# Required action
Please copy out the entries below exactly, beginning with the line that contains "output feature dimension." and ending with the line that contains "pub fn forward(&self, input: &Matrix<f32>)", and include nothing outside that span.

# Extracted records
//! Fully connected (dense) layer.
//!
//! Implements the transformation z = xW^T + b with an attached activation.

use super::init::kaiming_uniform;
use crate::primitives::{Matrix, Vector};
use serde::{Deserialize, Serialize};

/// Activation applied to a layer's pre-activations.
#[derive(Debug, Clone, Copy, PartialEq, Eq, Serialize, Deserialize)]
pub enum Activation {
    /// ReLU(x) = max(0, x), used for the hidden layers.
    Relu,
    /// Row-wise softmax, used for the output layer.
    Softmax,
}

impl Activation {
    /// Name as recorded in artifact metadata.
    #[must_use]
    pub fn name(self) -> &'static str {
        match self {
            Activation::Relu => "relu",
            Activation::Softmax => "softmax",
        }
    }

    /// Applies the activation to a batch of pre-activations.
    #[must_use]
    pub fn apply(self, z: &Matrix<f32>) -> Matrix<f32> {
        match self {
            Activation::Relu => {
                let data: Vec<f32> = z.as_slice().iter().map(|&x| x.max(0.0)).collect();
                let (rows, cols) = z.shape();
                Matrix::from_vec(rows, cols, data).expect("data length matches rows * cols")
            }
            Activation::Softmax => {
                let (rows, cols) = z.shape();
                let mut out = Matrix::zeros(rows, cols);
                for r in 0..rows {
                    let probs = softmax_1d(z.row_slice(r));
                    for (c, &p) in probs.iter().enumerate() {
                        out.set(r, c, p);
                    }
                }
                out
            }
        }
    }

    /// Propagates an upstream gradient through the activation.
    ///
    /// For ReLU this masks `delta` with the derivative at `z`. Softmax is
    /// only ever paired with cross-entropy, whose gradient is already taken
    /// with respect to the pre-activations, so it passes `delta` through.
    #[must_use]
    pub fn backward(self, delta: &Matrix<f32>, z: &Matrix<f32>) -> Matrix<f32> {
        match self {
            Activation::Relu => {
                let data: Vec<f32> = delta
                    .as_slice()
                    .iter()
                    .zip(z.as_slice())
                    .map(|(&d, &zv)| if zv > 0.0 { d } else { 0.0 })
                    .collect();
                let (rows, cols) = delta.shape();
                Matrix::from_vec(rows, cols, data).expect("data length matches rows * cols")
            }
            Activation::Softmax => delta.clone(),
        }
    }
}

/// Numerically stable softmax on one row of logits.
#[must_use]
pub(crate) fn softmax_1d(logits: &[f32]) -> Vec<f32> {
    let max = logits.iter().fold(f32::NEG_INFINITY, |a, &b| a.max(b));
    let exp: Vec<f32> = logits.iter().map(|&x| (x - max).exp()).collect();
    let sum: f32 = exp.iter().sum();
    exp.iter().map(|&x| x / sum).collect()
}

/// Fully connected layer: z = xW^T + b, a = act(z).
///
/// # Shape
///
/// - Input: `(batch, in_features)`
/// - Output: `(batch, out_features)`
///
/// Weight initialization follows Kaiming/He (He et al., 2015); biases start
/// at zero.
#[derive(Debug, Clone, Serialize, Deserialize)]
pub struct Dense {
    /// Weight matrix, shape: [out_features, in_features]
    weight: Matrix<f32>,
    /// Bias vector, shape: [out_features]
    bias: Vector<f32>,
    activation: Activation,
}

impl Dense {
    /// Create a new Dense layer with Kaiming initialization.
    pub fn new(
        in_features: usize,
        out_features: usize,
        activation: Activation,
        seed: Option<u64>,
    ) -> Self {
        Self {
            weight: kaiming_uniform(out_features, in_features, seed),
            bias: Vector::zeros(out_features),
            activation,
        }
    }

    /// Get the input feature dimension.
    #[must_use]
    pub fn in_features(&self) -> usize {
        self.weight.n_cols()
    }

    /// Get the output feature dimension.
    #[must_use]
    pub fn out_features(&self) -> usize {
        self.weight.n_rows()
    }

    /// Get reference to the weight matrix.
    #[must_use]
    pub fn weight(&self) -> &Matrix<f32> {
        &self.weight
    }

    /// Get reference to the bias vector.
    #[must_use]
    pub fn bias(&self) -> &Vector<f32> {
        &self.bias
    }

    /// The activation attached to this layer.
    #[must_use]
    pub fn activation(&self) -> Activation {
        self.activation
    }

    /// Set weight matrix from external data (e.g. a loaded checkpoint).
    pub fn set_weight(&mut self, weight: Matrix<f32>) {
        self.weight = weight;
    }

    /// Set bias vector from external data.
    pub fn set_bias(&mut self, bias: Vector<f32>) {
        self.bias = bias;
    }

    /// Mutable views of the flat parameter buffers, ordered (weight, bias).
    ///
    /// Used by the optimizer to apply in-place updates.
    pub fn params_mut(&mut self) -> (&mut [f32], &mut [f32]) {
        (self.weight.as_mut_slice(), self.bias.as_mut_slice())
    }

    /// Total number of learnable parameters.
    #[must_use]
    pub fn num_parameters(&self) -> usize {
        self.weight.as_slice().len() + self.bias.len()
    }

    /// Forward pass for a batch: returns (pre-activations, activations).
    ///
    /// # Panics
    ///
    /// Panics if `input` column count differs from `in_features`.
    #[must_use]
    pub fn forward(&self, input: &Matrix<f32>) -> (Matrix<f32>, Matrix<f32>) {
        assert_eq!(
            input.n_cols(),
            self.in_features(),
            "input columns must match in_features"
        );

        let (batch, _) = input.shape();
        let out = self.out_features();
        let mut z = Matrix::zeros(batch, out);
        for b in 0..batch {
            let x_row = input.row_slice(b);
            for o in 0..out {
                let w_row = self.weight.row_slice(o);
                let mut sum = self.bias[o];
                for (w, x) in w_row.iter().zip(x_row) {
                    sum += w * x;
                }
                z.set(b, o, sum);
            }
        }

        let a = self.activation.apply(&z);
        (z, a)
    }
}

# Response
    /// Get the output feature dimension.
    #[must_use]
    pub fn out_features(&self) -> usize {
        self.weight.n_rows()
    }

    /// Get reference to the weight matrix.
    #[must_use]
    pub fn weight(&self) -> &Matrix<f32> {
        &self.weight
    }

    /// Get reference to the bias vector.
    #[must_use]
    pub fn bias(&self) -> &Vector<f32> {
        &self.bias
    }

    /// The activation attached to this layer.
    #[must_use]
    pub fn activation(&self) -> Activation {
        self.activation
    }

    /// Set weight matrix from external data (e.g. a loaded checkpoint).
    pub fn set_weight(&mut self, weight: Matrix<f32>) {
        self.weight = weight;
    }

    /// Set bias vector from external data.
    pub fn set_bias(&mut self, bias: Vector<f32>) {
        self.bias = bias;
    }

    /// Mutable views of the flat parameter buffers, ordered (weight, bias).
    ///
    /// Used by the optimizer to apply in-place updates.
    pub fn params_mut(&mut self) -> (&mut [f32], &mut [f32]) {
        (self.weight.as_mut_slice(), self.bias.as_mut_slice())
    }

    /// Total number of learnable parameters.
    #[must_use]
    pub fn num_parameters(&self) -> usize {
        self.weight.as_slice().len() + self.bias.len()
    }

    /// Forward pass for a batch: returns (pre-activations, activations).
    ///
    /// # Panics
    ///
    /// Panics if `input` column count differs from `in_features`.
    #[must_use]
    pub fn forward(&self, input: &Matrix<f32>) -> (Matrix<f32>, Matrix<f32>) {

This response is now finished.